Tips on how to fall asleep faster
1. Make your room your sleep space
A great night’s sleep all starts in a comfortable room. Take a look around at your surroundings and make sure you’re setting yourself up for a long night’s rest. You’ll want the room to be as dark as possible and free of artificial lighting –that means the blue light from your electronics as well! Think about keeping all of your electronics out of your bedroom for the night, or at least switching off your notifications until morning. If you can’t get the room as dark as you would like, an eye mask or our Loop Eye Pillow can be of great assistance. Once you’ve got the lightning just right, it's time to check out the temperature of your room. A cool room is best for sleeping as cooler temps help you not only to fall asleep faster but also get deeper, more restful sleep as well.
In general, your bedroom should be for sleeping only, as this will help train your brain that once you’ve retired to your bedroom, it is time to relax, rest and sleep.
2. Get comfortable
It's not just the darkness you need to be aware of in your room, it's your bedding materials as well. If you regularly have trouble falling asleep, it might be time to upgrade your mattress or your pillows. A quality pillow can help keep your neck and spine in alignment during the night, as well as positively affect the temperature of your body and your overall comfort. Take a look at the clothes you wear to bed and if they foster a comfortable sleep or if you find yourself hot or cold in the night and adjust accordingly.
3. Try a guided sleep meditation
Once you’ve got your room set up just right, you can use a guided meditation to help you let go of the stresses and anxieties of your day. These meditative journeys allow us to relax our bodies, calm our minds, and drift off into sleep. Sleep meditations help create the conditions necessary for quality, restful, deep sleep.
4. Put on some music
Both music and meditation have restorative qualities for body and mind. The two art forms work together to rejuvenate and clear your mind, relax your muscles, and soothe away the tension from your day. Music can actually help your body to relax by physically syncing your heart rate to the music and preparing your body for sleep.
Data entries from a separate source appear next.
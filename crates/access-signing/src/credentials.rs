//! # Credential Manager
//!
//! Issues, looks up and revokes API credentials. A credential is a token
//! entity whose `name` is the public key and whose secret is the signing
//! key. Both values come from the operating system CSPRNG: 128 bits for
//! the public identifier's collision resistance, 256 bits for the secret.

use std::sync::Arc;

use chrono::Utc;
use rand::RngCore;
use uuid::Uuid;

use access_engine::{EntityStore, StoreError};
use access_model::{AccessEntity, EntityKind};

use crate::error::{AuthError, AuthResult};

/// Public key length in bytes before hex encoding (128 bits).
const PUBLIC_KEY_BYTES: usize = 16;

/// Secret key length in bytes before hex encoding (256 bits).
const SECRET_KEY_BYTES: usize = 32;

/// Issue attempts before giving up on public-key uniqueness.
const MAX_ISSUE_ATTEMPTS: usize = 8;

/// Reserved metadata key recording who requested the credential.
pub const METADATA_ISSUED_BY: &str = "issued_by";

/// Reserved metadata key recording when the credential was issued.
pub const METADATA_ISSUED_AT: &str = "issued_at";

/// A freshly issued credential.
///
/// The secret key is returned here once; afterwards it only exists as
/// the token entity's secret material.
#[derive(Debug, Clone)]
pub struct IssuedCredential {
    /// The persisted token entity.
    pub entity: AccessEntity,
    /// Hex-encoded public identifier (the entity's `name`).
    pub public_key: String,
    /// Hex-encoded signing key.
    pub secret_key: String,
}

/// Issues and resolves signing credentials bound to token entities.
#[derive(Clone)]
pub struct CredentialManager {
    store: Arc<dyn EntityStore>,
}

impl CredentialManager {
    /// Create a manager over a store.
    pub fn new(store: Arc<dyn EntityStore>) -> Self {
        Self { store }
    }

    /// Issue a fresh credential.
    ///
    /// Generates a new key pair, verifies the public key is unused and
    /// persists the token entity. A collision (including one lost to a
    /// concurrent insert) triggers regeneration, never an overwrite;
    /// exhausting the attempts surfaces [`AuthError::KeyCollision`].
    ///
    /// # Arguments
    ///
    /// * `issued_by` - Who requested the credential, recorded in the
    ///   token's metadata for auditing
    pub async fn issue(&self, issued_by: Option<Uuid>) -> AuthResult<IssuedCredential> {
        for _ in 0..MAX_ISSUE_ATTEMPTS {
            let public_key = random_hex(PUBLIC_KEY_BYTES);
            let secret_key = random_hex(SECRET_KEY_BYTES);

            if self
                .store
                .find_entity_by_name(EntityKind::Token, &public_key)
                .await?
                .is_some()
            {
                tracing::warn!("generated public key collided, regenerating");
                continue;
            }

            let mut token = AccessEntity::token(&public_key, &secret_key);
            if let Some(owner) = issued_by {
                token.set_metadata(METADATA_ISSUED_BY, owner.to_string());
            }
            token.set_metadata(METADATA_ISSUED_AT, Utc::now().to_rfc3339());

            match self.store.insert_entity(&token).await {
                Ok(entity) => {
                    return Ok(IssuedCredential {
                        entity,
                        public_key,
                        secret_key,
                    })
                }
                // Lost a race on the name constraint; regenerate.
                Err(StoreError::Conflict(_)) => continue,
                Err(err) => return Err(err.into()),
            }
        }
        Err(AuthError::KeyCollision)
    }

    /// Look up a token entity by its public key.
    pub async fn lookup_by_public_key(&self, public_key: &str) -> AuthResult<Option<AccessEntity>> {
        Ok(self
            .store
            .find_entity_by_name(EntityKind::Token, public_key)
            .await?)
    }

    /// Revoke a credential by the token entity's UUID.
    ///
    /// Deletes the entity; the store cascades its grant records in the
    /// same call.
    pub async fn revoke(&self, uuid: &Uuid) -> AuthResult<()> {
        match self.store.delete_entity(uuid).await {
            Ok(()) => Ok(()),
            Err(StoreError::NotFound(_)) => Err(AuthError::NotFound(format!("token {}", uuid))),
            Err(err) => Err(err.into()),
        }
    }
}

/// Hex-encode `len` bytes from the OS CSPRNG.
fn random_hex(len: usize) -> String {
    let mut bytes = vec![0u8; len];
    rand::rngs::OsRng.fill_bytes(&mut bytes);
    hex::encode(bytes)
}

#[cfg(test)]
mod tests {
    use super::*;
    use access_engine::MemoryStore;
    use access_model::PermissionGrant;

    fn manager_over(store: &MemoryStore) -> CredentialManager {
        CredentialManager::new(Arc::new(store.clone()))
    }

    #[tokio::test]
    async fn test_issue_persists_token() {
        let store = MemoryStore::new();
        let manager = manager_over(&store);

        let issued = manager.issue(None).await.unwrap();
        assert!(!issued.entity.is_new());
        assert_eq!(issued.public_key.len(), PUBLIC_KEY_BYTES * 2);
        assert_eq!(issued.secret_key.len(), SECRET_KEY_BYTES * 2);

        let found = manager
            .lookup_by_public_key(&issued.public_key)
            .await
            .unwrap()
            .unwrap();
        assert_eq!(found.uuid, issued.entity.uuid);
        assert_eq!(found.secret(), issued.secret_key);
    }

    #[tokio::test]
    async fn test_issued_keys_are_unique() {
        let store = MemoryStore::new();
        let manager = manager_over(&store);

        let a = manager.issue(None).await.unwrap();
        let b = manager.issue(None).await.unwrap();
        assert_ne!(a.public_key, b.public_key);
        assert_ne!(a.secret_key, b.secret_key);
    }

    #[tokio::test]
    async fn test_issue_records_audit_metadata() {
        let store = MemoryStore::new();
        let manager = manager_over(&store);
        let owner = Uuid::now_v7();

        let issued = manager.issue(Some(owner)).await.unwrap();
        assert_eq!(
            issued.entity.metadata_value(METADATA_ISSUED_BY),
            Some(owner.to_string().as_str())
        );
        assert!(issued.entity.metadata_value(METADATA_ISSUED_AT).is_some());
    }

    #[tokio::test]
    async fn test_lookup_unknown_key() {
        let store = MemoryStore::new();
        let manager = manager_over(&store);

        let found = manager.lookup_by_public_key("deadbeef").await.unwrap();
        assert!(found.is_none());
    }

    #[tokio::test]
    async fn test_revoke_cascades_grants() {
        let store = MemoryStore::new();
        let manager = manager_over(&store);

        let issued = manager.issue(None).await.unwrap();
        store
            .insert_permission(&PermissionGrant::new(issued.entity.uuid, r"\Api\Read"))
            .await
            .unwrap();

        manager.revoke(&issued.entity.uuid).await.unwrap();
        assert_eq!(store.grant_count().await, 0);
        assert!(manager
            .lookup_by_public_key(&issued.public_key)
            .await
            .unwrap()
            .is_none());
    }

    /// Store wrapper that pretends the first few generated public keys
    /// are already taken.
    struct CollidingStore {
        inner: MemoryStore,
        collisions_left: std::sync::atomic::AtomicUsize,
    }

    #[async_trait::async_trait]
    impl EntityStore for CollidingStore {
        async fn find_entity_by_name(
            &self,
            kind: EntityKind,
            name: &str,
        ) -> access_engine::StoreResult<Option<AccessEntity>> {
            use std::sync::atomic::Ordering;
            if kind == EntityKind::Token
                && self
                    .collisions_left
                    .fetch_update(Ordering::SeqCst, Ordering::SeqCst, |n| n.checked_sub(1))
                    .is_ok()
            {
                return Ok(Some(AccessEntity::token(name, "taken")));
            }
            self.inner.find_entity_by_name(kind, name).await
        }

        async fn find_entity_by_uuid(
            &self,
            kind: EntityKind,
            uuid: &Uuid,
        ) -> access_engine::StoreResult<Option<AccessEntity>> {
            self.inner.find_entity_by_uuid(kind, uuid).await
        }

        async fn list_entities(
            &self,
            kind: EntityKind,
        ) -> access_engine::StoreResult<Vec<AccessEntity>> {
            self.inner.list_entities(kind).await
        }

        async fn insert_entity(
            &self,
            entity: &AccessEntity,
        ) -> access_engine::StoreResult<AccessEntity> {
            self.inner.insert_entity(entity).await
        }

        async fn update_entity(&self, entity: &AccessEntity) -> access_engine::StoreResult<()> {
            self.inner.update_entity(entity).await
        }

        async fn delete_entity(&self, uuid: &Uuid) -> access_engine::StoreResult<()> {
            self.inner.delete_entity(uuid).await
        }

        async fn list_permissions(
            &self,
            uuid: &Uuid,
        ) -> access_engine::StoreResult<Vec<PermissionGrant>> {
            self.inner.list_permissions(uuid).await
        }

        async fn insert_permission(
            &self,
            grant: &PermissionGrant,
        ) -> access_engine::StoreResult<()> {
            self.inner.insert_permission(grant).await
        }

        async fn delete_permission(
            &self,
            uuid: &Uuid,
            level_key: &str,
        ) -> access_engine::StoreResult<bool> {
            self.inner.delete_permission(uuid, level_key).await
        }

        async fn delete_permissions_by_level(
            &self,
            level_key: &str,
        ) -> access_engine::StoreResult<u64> {
            self.inner.delete_permissions_by_level(level_key).await
        }

        async fn delete_permissions_by_entity(
            &self,
            uuid: &Uuid,
        ) -> access_engine::StoreResult<u64> {
            self.inner.delete_permissions_by_entity(uuid).await
        }

        async fn insert_access_level(
            &self,
            level: &access_model::AccessLevel,
        ) -> access_engine::StoreResult<()> {
            self.inner.insert_access_level(level).await
        }

        async fn delete_access_level(&self, key: &str) -> access_engine::StoreResult<()> {
            self.inner.delete_access_level(key).await
        }

        async fn list_access_levels(
            &self,
            namespace: Option<&str>,
        ) -> access_engine::StoreResult<Vec<access_model::AccessLevel>> {
            self.inner.list_access_levels(namespace).await
        }
    }

    #[tokio::test]
    async fn test_collision_triggers_regeneration() {
        let store = CollidingStore {
            inner: MemoryStore::new(),
            collisions_left: std::sync::atomic::AtomicUsize::new(2),
        };
        let manager = CredentialManager::new(Arc::new(store));

        // Two colliding attempts, then success; nothing is overwritten.
        let issued = manager.issue(None).await.unwrap();
        let found = manager
            .lookup_by_public_key(&issued.public_key)
            .await
            .unwrap()
            .unwrap();
        assert_eq!(found.secret(), issued.secret_key);
    }

    #[tokio::test]
    async fn test_exhausted_collisions_surface_error() {
        let store = CollidingStore {
            inner: MemoryStore::new(),
            collisions_left: std::sync::atomic::AtomicUsize::new(usize::MAX),
        };
        let manager = CredentialManager::new(Arc::new(store));

        let err = manager.issue(None).await.unwrap_err();
        assert!(matches!(err, AuthError::KeyCollision));
    }

    #[tokio::test]
    async fn test_revoke_missing_token() {
        let store = MemoryStore::new();
        let manager = manager_over(&store);

        let err = manager.revoke(&Uuid::now_v7()).await.unwrap_err();
        assert!(matches!(err, AuthError::NotFound(_)));
    }
}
Some people find it helpful to keep a notebook next to their bed so they can quickly jot down anything that's keeping them up. Whether it's scribbling out a few things from tomorrow’s to-do list, or simply getting some nagging thoughts onto paper, the act of releasing them from your mind can help your brain quiet down enough to get some sleep.
6. Listen to an audiobook or podcast
If it’s the silence that’s keeping you up, but meditations and music just don’t do the trick, try putting on something to listen to that will help you tune out and fall asleep. Be sure to choose something soothing, not particularly action-packed, that is read by a person whose voice has a calming effect on you.
7. Have a bedtime snack with carbs
A small pre-bedtime snack can help you fall asleep faster, and since simple carbs are quickly and easily digested, you won’t be up all night trying to digest a large meal. A small bowl of cereal, cheese and crackers, buttered toast or oatmeal with fruit will easily do the trick, plus they all contain calcium, a mineral which helps your brain make melatonin, one of the chemicals necessary for a good night’s sleep.
8. Think positive thoughts
Focusing on positive thoughts helps clear your mind of the negative ones. You know the ones I mean: those thoughts that tell you, ‘at this rate, I’ll never get to sleep,’ or, ‘I’m going to be so unproductive tomorrow.’ Plus, research has demonstrated a link between the habitual practice of gratitude and a person’s overall sleep quality. Not only does positivity help to clear your mind before bed, but the act of practicing gratitude was actually shown to activate the hypothalamus, the region in the brain that regulates and controls sleep patterns. This activation helped participants in the study reach deeper and healthier sleep cycles.
There are plenty of big-picture things we can do to promote better quality sleep, like eating a wide variety of healthful foods, getting in some daily movement, and managing stress. If you’re still having trouble falling asleep, refer back to the list above when you need something to do or think of to help you fall asleep. What are you doing to fall asleep faster tonight?